1 Employees are observed working at the unguarded edge of a walking working surface 30 feet (9 meters) above the ground in apparent violation of 29 CFR 1926.501(b)(1). This regulation requires the use of fall protection such as guardrail systems, safety net systems or personal fall arrest systems. The type of accident which the violated standard is designed to prevent involves an employee falling from the edge of the floor 30 feet (9 meters) to the ground below.

2 Employees are observed working in an area in which debris is located in apparent violation of 29 CFR 1926.25(a). The type of accident which the violated standard is designed to prevent involves an employee tripping on debris.

3 An 8-hour time-weighted average sample reveals regular ongoing employee over-exposure to beryllium at 4 ug/M3 in apparent violation of 29 CFR 1910.1000(b)(1). This is 2 ug/M3 above the PEL of health hazard exposure which the violated standard is designed to prevent.

4 An 8-hour time-weighted average sample reveals regular, ongoing employee over-exposure to acetic acid at 20 ppm in violation of 29 CFR 1910.1000(a)(2). This is 10 ppm above the PEL of health hazard exposure which the violated standard is designed to prevent.

(2)  Step 2. The type of injury or illness which could reasonably be expected to result from the type of accident or health hazard exposure identified in Step 1.

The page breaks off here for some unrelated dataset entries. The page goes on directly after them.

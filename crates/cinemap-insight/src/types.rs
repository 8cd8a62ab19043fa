use std::fmt;

use serde::{Deserialize, Serialize};

use cinemap_core::types::{Movie, MovieId};

/// A point in the 2D projection.
#[derive(Debug, Clone, Copy, PartialEq, Serialize, Deserialize)]
pub struct Coordinate {
    pub pc1: f64,
    pub pc2: f64,
}

impl Coordinate {
    pub fn new(pc1: f64, pc2: f64) -> Self {
        Self { pc1, pc2 }
    }

    /// Euclidean distance to another point.
    pub fn distance(&self, other: &Coordinate) -> f64 {
        ((self.pc1 - other.pc1).powi(2) + (self.pc2 - other.pc2).powi(2)).sqrt()
    }
}

/// One of the four regions of the projection split at the medians.
#[derive(Debug, Clone, Copy, PartialEq, Eq, PartialOrd, Ord, Hash, Serialize, Deserialize)]
pub enum Quadrant {
    Q1,
    Q2,
    Q3,
    Q4,
}

impl Quadrant {
    pub const ALL: [Quadrant; 4] = [Quadrant::Q1, Quadrant::Q2, Quadrant::Q3, Quadrant::Q4];

    /// Quadrant of a point. A value equal to the median counts as being on
    /// the upper/right side of that axis.
    pub fn locate(coordinate: Coordinate, medians: Medians) -> Self {
        let right = coordinate.pc1 >= medians.pc1;
        let top = coordinate.pc2 >= medians.pc2;
        match (right, top) {
            (true, true) => Self::Q1,
            (false, true) => Self::Q2,
            (false, false) => Self::Q3,
            (true, false) => Self::Q4,
        }
    }

    pub fn as_str(&self) -> &'static str {
        match self {
            Self::Q1 => "Q1",
            Self::Q2 => "Q2",
            Self::Q3 => "Q3",
            Self::Q4 => "Q4",
        }
    }

    /// Case-insensitive parse of `Q1`..`Q4`.
    pub fn parse(s: &str) -> Option<Self> {
        match s.trim().to_ascii_uppercase().as_str() {
            "Q1" => Some(Self::Q1),
            "Q2" => Some(Self::Q2),
            "Q3" => Some(Self::Q3),
            "Q4" => Some(Self::Q4),
            _ => None,
        }
    }

    /// Position of the quadrant in the plot.
    pub fn position(&self) -> &'static str {
        match self {
            Self::Q1 => "top-right",
            Self::Q2 => "top-left",
            Self::Q3 => "bottom-left",
            Self::Q4 => "bottom-right",
        }
    }
}

impl fmt::Display for Quadrant {
    fn fmt(&self, f: &mut fmt::Formatter<'_>) -> fmt::Result {
        f.write_str(self.as_str())
    }
}

/// Per-axis medians of a projection batch.
#[derive(Debug, Clone, Copy, PartialEq, Serialize, Deserialize)]
pub struct Medians {
    pub pc1: f64,
    pub pc2: f64,
}

/// Axis-aligned rectangle in projection space.
#[derive(Debug, Clone, Copy, PartialEq, Serialize, Deserialize)]
pub struct Rect {
    pub x0: f64,
    pub x1: f64,
    pub y0: f64,
    pub y1: f64,
}

/// Extent of a projection batch on both axes.
#[derive(Debug, Clone, Copy, PartialEq, Serialize, Deserialize)]
pub struct Bounds {
    pub pc1_min: f64,
    pub pc1_max: f64,
    pub pc2_min: f64,
    pub pc2_max: f64,
}

impl Bounds {
    /// `None` for an empty batch.
    pub fn from_coordinates(coordinates: &[Coordinate]) -> Option<Self> {
        let first = coordinates.first()?;
        let mut bounds = Self {
            pc1_min: first.pc1,
            pc1_max: first.pc1,
            pc2_min: first.pc2,
            pc2_max: first.pc2,
        };
        for c in &coordinates[1..] {
            bounds.pc1_min = bounds.pc1_min.min(c.pc1);
            bounds.pc1_max = bounds.pc1_max.max(c.pc1);
            bounds.pc2_min = bounds.pc2_min.min(c.pc2);
            bounds.pc2_max = bounds.pc2_max.max(c.pc2);
        }
        Some(bounds)
    }

    /// The rectangle a quadrant occupies, for shading it on a plot.
    pub fn quadrant_rect(&self, quadrant: Quadrant, medians: Medians) -> Rect {
        let (x0, x1) = match quadrant {
            Quadrant::Q1 | Quadrant::Q4 => (medians.pc1, self.pc1_max),
            Quadrant::Q2 | Quadrant::Q3 => (self.pc1_min, medians.pc1),
        };
        let (y0, y1) = match quadrant {
            Quadrant::Q1 | Quadrant::Q2 => (medians.pc2, self.pc2_max),
            Quadrant::Q3 | Quadrant::Q4 => (self.pc2_min, medians.pc2),
        };
        Rect { x0, x1, y0, y1 }
    }
}

/// A genre's share of a quadrant.
#[derive(Debug, Clone, PartialEq, Serialize, Deserialize)]
pub struct GenreShare {
    pub genre: String,
    pub count: usize,
    /// Percentage of quadrant members, rounded to one decimal.
    pub percent: f64,
}

#[derive(Debug, Clone, PartialEq, Serialize, Deserialize)]
pub struct RatedMovie {
    pub id: MovieId,
    pub title: String,
    pub rating: Option<f64>,
}

#[derive(Debug, Clone, PartialEq, Serialize, Deserialize)]
pub struct CentralMovie {
    pub id: MovieId,
    pub title: String,
    /// Euclidean distance to the quadrant centroid.
    pub distance: f64,
}

/// Statistics of a non-empty quadrant.
#[derive(Debug, Clone, PartialEq, Serialize, Deserialize)]
pub struct QuadrantStats {
    pub centroid: Coordinate,
    pub top_genres: Vec<GenreShare>,
    pub top_rated: Vec<RatedMovie>,
    pub closest_to_centroid: Vec<CentralMovie>,
}

/// Descriptive report for one quadrant.
///
/// An empty quadrant has `member_count == 0` and no statistics.
#[derive(Debug, Clone, PartialEq, Serialize, Deserialize)]
pub struct QuadrantReport {
    pub quadrant: Quadrant,
    pub member_count: usize,
    pub stats: Option<QuadrantStats>,
}

impl QuadrantReport {
    pub fn empty(quadrant: Quadrant) -> Self {
        Self {
            quadrant,
            member_count: 0,
            stats: None,
        }
    }

    pub fn is_empty(&self) -> bool {
        self.member_count == 0
    }
}

/// A projected catalog movie with its quadrant.
#[derive(Debug, Clone, PartialEq, Serialize, Deserialize)]
pub struct MoviePoint {
    pub id: MovieId,
    pub title: String,
    pub genres: Vec<String>,
    pub rating: Option<f64>,
    pub release_year: Option<i32>,
    pub pc1: f64,
    pub pc2: f64,
    pub quadrant: Quadrant,
}

impl MoviePoint {
    pub fn coordinate(&self) -> Coordinate {
        Coordinate::new(self.pc1, self.pc2)
    }

    pub fn has_genre(&self, genre: &str) -> bool {
        self.genres.iter().any(|g| g == genre)
    }
}

/// Borrowed view of a quadrant member, as the summarizer consumes it.
#[derive(Debug, Clone, Copy)]
pub struct QuadrantMember<'a> {
    pub id: MovieId,
    pub title: &'a str,
    pub genres: &'a [String],
    pub rating: Option<f64>,
    pub coordinate: Coordinate,
}

impl<'a> QuadrantMember<'a> {
    pub fn new(movie: &'a Movie, coordinate: Coordinate) -> Self {
        Self {
            id: movie.id,
            title: &movie.title,
            genres: &movie.genres,
            rating: movie.rating,
            coordinate,
        }
    }
}

impl<'a> From<&'a MoviePoint> for QuadrantMember<'a> {
    fn from(point: &'a MoviePoint) -> Self {
        Self {
            id: point.id,
            title: &point.title,
            genres: &point.genres,
            rating: point.rating,
            coordinate: point.coordinate(),
        }
    }
}
use thiserror::Error;

/// Top-level error type for the cinemap workspace.
///
/// Subsystem crates define their own error types and implement
/// `From<SubsystemError> for CinemapError` so that `?` works across crate
/// boundaries.
#[derive(Debug, Error)]
#[non_exhaustive]
pub enum CinemapError {
    #[error("Configuration error: {0}")]
    Config(String),

    #[error("Storage error: {0}")]
    Storage(String),

    #[error("Embedding error: {0}")]
    Embedding(String),

    #[error("Vector error: {0}")]
    Vector(String),

    #[error("Analytics error: {0}")]
    Analytics(String),

    #[error("Export error: {0}")]
    Export(String),

    #[error("I/O error: {0}")]
    Io(#[from] std::io::Error),

    #[error("Serialization error: {0}")]
    Serialization(String),
}

impl From<toml::de::Error> for CinemapError {
    fn from(err: toml::de::Error) -> Self {
        CinemapError::Config(err.to_string())
    }
}

impl From<toml::ser::Error> for CinemapError {
    fn from(err: toml::ser::Error) -> Self {
        CinemapError::Config(err.to_string())
    }
}

impl From<serde_json::Error> for CinemapError {
    fn from(err: serde_json::Error) -> Self {
        CinemapError::Serialization(err.to_string())
    }
}

/// A specialized `Result` type for cinemap operations.
pub type Result<T> = std::result::Result<T, CinemapError>;
//! JSON export of projected movies for external plotting.

use std::path::Path;

use serde::Serialize;
use tracing::info;

use cinemap_core::types::MovieId;

use crate::analysis::QuadrantAnalysis;
use crate::error::InsightError;
use crate::types::{MoviePoint, Quadrant};

/// One exported row. Key names match what plotting notebooks expect.
#[derive(Debug, Serialize)]
struct ExportRecord<'a> {
    id: MovieId,
    title: &'a str,
    #[serde(rename = "PC1")]
    pc1: f64,
    #[serde(rename = "PC2")]
    pc2: f64,
    quadrant: Quadrant,
    genres: &'a [String],
    rating: Option<f64>,
    release_year: Option<i32>,
}

impl<'a> From<&'a MoviePoint> for ExportRecord<'a> {
    fn from(point: &'a MoviePoint) -> Self {
        Self {
            id: point.id,
            title: &point.title,
            pc1: point.pc1,
            pc2: point.pc2,
            quadrant: point.quadrant,
            genres: &point.genres,
            rating: point.rating,
            release_year: point.release_year,
        }
    }
}

/// Writes quadrant analyses as a pretty-printed JSON array.
#[derive(Debug, Clone, Copy, Default)]
pub struct QuadrantExporter;

impl QuadrantExporter {
    pub fn new() -> Self {
        Self
    }

    pub fn to_json(&self, analysis: &QuadrantAnalysis) -> Result<String, InsightError> {
        let records: Vec<ExportRecord<'_>> = analysis.points.iter().map(ExportRecord::from).collect();
        Ok(serde_json::to_string_pretty(&records)?)
    }

    /// Write the export to `path`, creating parent directories. Returns the
    /// number of rows written.
    pub fn write(&self, analysis: &QuadrantAnalysis, path: &Path) -> Result<usize, InsightError> {
        let json = self.to_json(analysis)?;
        if let Some(parent) = path.parent() {
            if !parent.as_os_str().is_empty() {
                std::fs::create_dir_all(parent)?;
            }
        }
        std::fs::write(path, json).map_err(|e| {
            InsightError::Export(format!("Failed to write {}: {}", path.display(), e))
        })?;

        info!(
            rows = analysis.points.len(),
            version = analysis.snapshot_version,
            "Exported quadrant data to {}",
            path.display()
        );
        Ok(analysis.points.len())
    }
}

(a)  In making this determination, the CO/IH shall consider all factors which would affect the severity of the injury or illness which could reasonably be predicted to result from an accident or health hazard exposure. The CO/IH shall not give consideration at this point to factors which relate to the probability that an injury or illness will occur. The following are examples of a determination of the types of injuries which could reasonably be predicted to result from an accident:

1 If an employee falls from the edge of an open-sided floor 30 feet (9 meters) to the ground below, that employee could break bones, suffer a concussion, or experience other more serious injuries.

2 If an employee trips on debris, that employee could experience abrasions or bruises, but it is only marginally predictable that the employee could suffer a substantial impairment of a bodily function. If, however, the area were littered with broken glass or other sharp objects, it would be reasonable to predict that an employee who tripped on debris could suffer a deep cut which could require suturing.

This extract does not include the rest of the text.